France rattles Turkey with 'different' state of emergency comments

France rattles Turkey with 'different' state of emergency comments
Turkish foreign minister, Mevlut Cavusoglu seemed to be rattled by comments from his French counterpart on Monday, suggesting Ankara should abide by rule of law post-coup.
2 min read
25 October, 2016
French diplomat was on the first official visit to Turkey since the failed coup [AFP]

France’s foreign minister backed Turkey’s post-coup state of emergency but rankled the way in which Ankara implemented it, during an official visit to the country on Monday.

Jean-Marc Ayrault criticised Turkish authorities for their unprecedented crackdown after the military coup attempt against Erdogan that took place in July.

"Regarding the state of emergency, Turkey has every right to defend and protect itself. It is (Ankara's) decision to extend the state of emergency as we also have extended ours," Ayrault said at a press conference with his Turkish counterpart Mevlut Cavusoglu in Ankara.

"The only thing we can repeat is our commitment to the rule of law, our commitment to fundamental freedoms," said Ayrault, the highest-ranking French official to visit Turkey since the July coup bid.

The French diplomat appeared to rattle Cavusoglu when he said there was a difference between the states of emergency in Turkey and in France - which imposed its measures in the wake of the November 2015 terror attacks in Paris.

"In France, the state of emergency does not allow for the transfer of legislative power to the executive. Parliament retains all powers of law-making and the independence of the judiciary is guaranteed fully," Ayrault said.

But Turkey’s Cavusoglu hit back, insisting "for us, there is no difference between Turkey's state of emergency and France's state of emergency. Their scope and objectives are the same: targeting terrorist organisations."

Despite the response, Ayrault maintained his position even after meeting with Erdogan and Turkish Prime Minister Binali Yildirim later.

"Everyone knows that this is not the same thing... There are differences and I simply repeated them. It is a fact," the minister said at Ankara airport before leaving for Greece.

Despite the disagreement, Ayrault said Turkey was an important country with whom France had a "strategic partnership" and friendship which meant they could discuss "difficulties and disagreements".

Turkey's Western allies have voiced concern over the clampdown of thousands by the authorities and urged Ankara to abide by the rule of law.

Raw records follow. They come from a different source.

//! Free-text sanitization for manifest fields.
//!
//! Strips active HTML constructs from user-supplied text before it is
//! embedded. The sanitizer is total (any input yields a string) and
//! idempotent: passes are repeated until the text stops changing, so
//! nested constructs such as `<scr<script>ipt>` cannot reassemble.

use std::sync::LazyLock;

use regex::Regex;

/// Maximum number of characters kept per free-text field.
pub const MAX_FIELD_CHARS: usize = 65_536;

/// Elements removed together with their content.
const BLOCK_ELEMENTS: &[&str] = &["script", "iframe", "object", "embed", "form"];

/// Elements whose remaining opening or closing tags are removed.
const TAG_ELEMENTS: &str = "script|iframe|object|embed|form|input|img";

static BLOCK_PATTERNS: LazyLock<Vec<Regex>> = LazyLock::new(|| {
    BLOCK_ELEMENTS
        .iter()
        .map(|name| {
            Regex::new(&format!(r"(?is)<\s*{name}\b[^>]*>.*?<\s*/\s*{name}\s*>"))
                .expect("invalid block element pattern")
        })
        .collect()
});

static TAG_PATTERN: LazyLock<Regex> = LazyLock::new(|| {
    Regex::new(&format!(r"(?i)<\s*/?\s*(?:{TAG_ELEMENTS})\b[^>]*>?"))
        .expect("invalid tag pattern")
});

static SCHEME_PATTERN: LazyLock<Regex> = LazyLock::new(|| {
    Regex::new(r"(?i)(?:javascript|vbscript)\s*:").expect("invalid scheme pattern")
});

static EVENT_HANDLER_PATTERN: LazyLock<Regex> =
    LazyLock::new(|| Regex::new(r"(?i)\bon\w+\s*=").expect("invalid event handler pattern"));

/// Sanitize one free-text field.
pub fn sanitize_text(input: &str) -> String {
    let mut current = truncate_chars(input, MAX_FIELD_CHARS).to_string();
    loop {
        let next = sanitize_pass(&current);
        if next == current {
            return current;
        }
        current = next;
    }
}

/// Sanitize an optional field; text that sanitizes to nothing becomes `None`.
pub fn sanitize_field(input: Option<&str>) -> Option<String> {
    input.map(sanitize_text).filter(|s| !s.is_empty())
}

fn sanitize_pass(input: &str) -> String {
    let mut text = input.to_string();
    for pattern in BLOCK_PATTERNS.iter() {
        text = pattern.replace_all(&text, "").into_owned();
    }
    text = TAG_PATTERN.replace_all(&text, "").into_owned();
    text = SCHEME_PATTERN.replace_all(&text, "").into_owned();
    text = EVENT_HANDLER_PATTERN.replace_all(&text, "").into_owned();
    text.trim().to_string()
}

fn truncate_chars(text: &str, max_chars: usize) -> &str {
    match text.char_indices().nth(max_chars) {
        Some((idx, _)) => &text[..idx],
        None => text,
    }
}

Tens of thousands of people working in the judiciary, media, education and military have been detained, suspended or sacked for suspected links to the movement of the Islamic preacher accused of ordering the July 15 failed putsch.

In July, Ayrault had warned Erdogan not to use the failed coup as a "blank cheque" to silence his opponents, to which the Turkish president told him to "mind his own business".

Ankara initially imposed a three-month state of emergency after the coup bid and extended it for another 12 weeks earlier this month to tackle what it describes as an extraordinary threat.